# [YOUR OBJECTIVE]
With both ends included, repeat exactly the lines of the entries below from the one containing "let guard = PersonRepo::lock_with_role(&mut" down to the one containing "let salary = sqlx::query_as::<_, Salary>(&query)", and no others.

┌────────

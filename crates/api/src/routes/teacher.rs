//! Route definitions for teacher-scoped sub-resources.

use axum::routing::get;
use axum::Router;

use crate::handlers::{salary, teacher};
use crate::state::AppState;

/// Routes mounted at `/teachers`.
///
/// ```text
/// GET    /{teacher_id}/salaries           -> list_by_teacher
/// POST   /{teacher_id}/salaries           -> create_for_teacher
/// GET    /{teacher_id}/salaries/average   -> average_for_teacher (?months=)
/// GET    /{teacher_id}/students           -> students
/// ```
pub fn router() -> Router<AppState> {
    Router::new()
        .route(
            "/{teacher_id}/salaries",
            get(salary::list_by_teacher).post(salary::create_for_teacher),
        )
        .route(
            "/{teacher_id}/salaries/average",
            get(salary::average_for_teacher),
        )
        .route("/{teacher_id}/students", get(teacher::students))
}
use std::sync::Arc;

use crate::config::ServerConfig;

/// Shared application state available to all Axum handlers via `State<AppState>`.
///
/// This is cheaply cloneable (inner data is behind `Arc` or is already `Clone`).
#[derive(Clone)]
pub struct AppState {
    /// Database connection pool.
    pub pool: academy_db::DbPool,
    /// Server configuration.
    pub config: Arc<ServerConfig>,
}
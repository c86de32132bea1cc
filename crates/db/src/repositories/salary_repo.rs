//! Repository for the `salaries` table.

use academy_core::roles::Role;
use academy_core::types::DbId;
use chrono::NaiveDate;
use sqlx::PgPool;

use crate::models::person::RoleViolation;
use crate::models::salary::{CreateSalary, Salary, UpdateSalary};
use crate::repositories::PersonRepo;

/// Column list shared across queries to avoid repetition.
const COLUMNS: &str = "id, teacher_id, amount, paid_on, created_at, updated_at";

/// Provides CRUD operations for salary payments.
pub struct SalaryRepo;

impl SalaryRepo {
    /// Record a salary payment for a teacher.
    ///
    /// Runs in a transaction: the person row is locked and its role checked
    /// before the insert. Returns `Err(RoleViolation)` (nothing written) if
    /// the person does not exist or is not a teacher.
    pub async fn create_for_teacher(
        pool: &PgPool,
        teacher_id: DbId,
        input: &CreateSalary,
    ) -> Result<Result<Salary, RoleViolation>, sqlx::Error> {
        let mut tx = pool.begin().await?;

        let guard = PersonRepo::lock_with_role(&mut *tx, teacher_id, Role::Teacher).await?;
        if let Err(violation) = guard {
            return Ok(Err(violation));
        }

        let query = format!(
            "INSERT INTO salaries (teacher_id, amount, paid_on)
             VALUES ($1, $2, $3)
             RETURNING {COLUMNS}"
        );
        let salary = sqlx::query_as::<_, Salary>(&query)
            .bind(teacher_id)
            .bind(input.amount)
            .bind(input.paid_on)
            .fetch_one(&mut *tx)
            .await?;

        tx.commit().await?;
        Ok(Ok(salary))
    }

    /// Find a salary payment by internal ID.
    pub async fn find_by_id(pool: &PgPool, id: DbId) -> Result<Option<Salary>, sqlx::Error> {
        let query = format!("SELECT {COLUMNS} FROM salaries WHERE id = $1");
        sqlx::query_as::<_, Salary>(&query)
            .bind(id)
            .fetch_optional(pool)
            .await
    }

    /// List a teacher's payments, newest first.
    pub async fn list_by_teacher(
        pool: &PgPool,
        teacher_id: DbId,
    ) -> Result<Vec<Salary>, sqlx::Error> {
        let query = format!(
            "SELECT {COLUMNS} FROM salaries
             WHERE teacher_id = $1
             ORDER BY paid_on DESC, id DESC"
        );
        sqlx::query_as::<_, Salary>(&query)
            .bind(teacher_id)
            .fetch_all(pool)
            .await
    }

    /// List all payments made on `paid_on`.
    pub async fn list_by_date(
        pool: &PgPool,
        paid_on: NaiveDate,
        limit: i64,
        offset: i64,
    ) -> Result<Vec<Salary>, sqlx::Error> {
        let query = format!(
            "SELECT {COLUMNS} FROM salaries
             WHERE paid_on = $1
             ORDER BY id
             LIMIT $2 OFFSET $3"
        );
        sqlx::query_as::<_, Salary>(&query)
            .bind(paid_on)
            .bind(limit)
            .bind(offset)
            .fetch_all(pool)
            .await
    }

    /// List all payments, newest first.
    pub async fn list(pool: &PgPool, limit: i64, offset: i64) -> Result<Vec<Salary>, sqlx::Error> {
        let query = format!(
            "SELECT {COLUMNS} FROM salaries
             ORDER BY paid_on DESC, id DESC
             LIMIT $1 OFFSET $2"
        );
        sqlx::query_as::<_, Salary>(&query)
            .bind(limit)
            .bind(offset)
            .fetch_all(pool)
            .await
    }

    /// Update a payment. Only non-`None` fields in `input` are applied.
    ///
    /// Returns `None` if no row with the given `id` exists.
    pub async fn update(
        pool: &PgPool,
        id: DbId,
        input: &UpdateSalary,
    ) -> Result<Option<Salary>, sqlx::Error> {
        let query = format!(
            "UPDATE salaries SET
                amount = COALESCE($2, amount),
                paid_on = COALESCE($3, paid_on)
             WHERE id = $1
             RETURNING {COLUMNS}"
        );
        sqlx::query_as::<_, Salary>(&query)
            .bind(id)
            .bind(input.amount)
            .bind(input.paid_on)
            .fetch_optional(pool)
            .await
    }

    /// Delete a payment by ID. Returns `true` if a row was removed.
    pub async fn delete(pool: &PgPool, id: DbId) -> Result<bool, sqlx::Error> {
        let result = sqlx::query("DELETE FROM salaries WHERE id = $1")
            .bind(id)
            .execute(pool)
            .await?;
        Ok(result.rows_affected() > 0)
    }
}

└────────

# [EXERCISE SOLUTION]
        let guard = PersonRepo::lock_with_role(&mut *tx, teacher_id, Role::Teacher).await?;
        if let Err(violation) = guard {
            return Ok(Err(violation));
        }

        let query = format!(
            "INSERT INTO salaries (teacher_id, amount, paid_on)
             VALUES ($1, $2, $3)
             RETURNING {COLUMNS}"
        );
        let salary = sqlx::query_as::<_, Salary>(&query)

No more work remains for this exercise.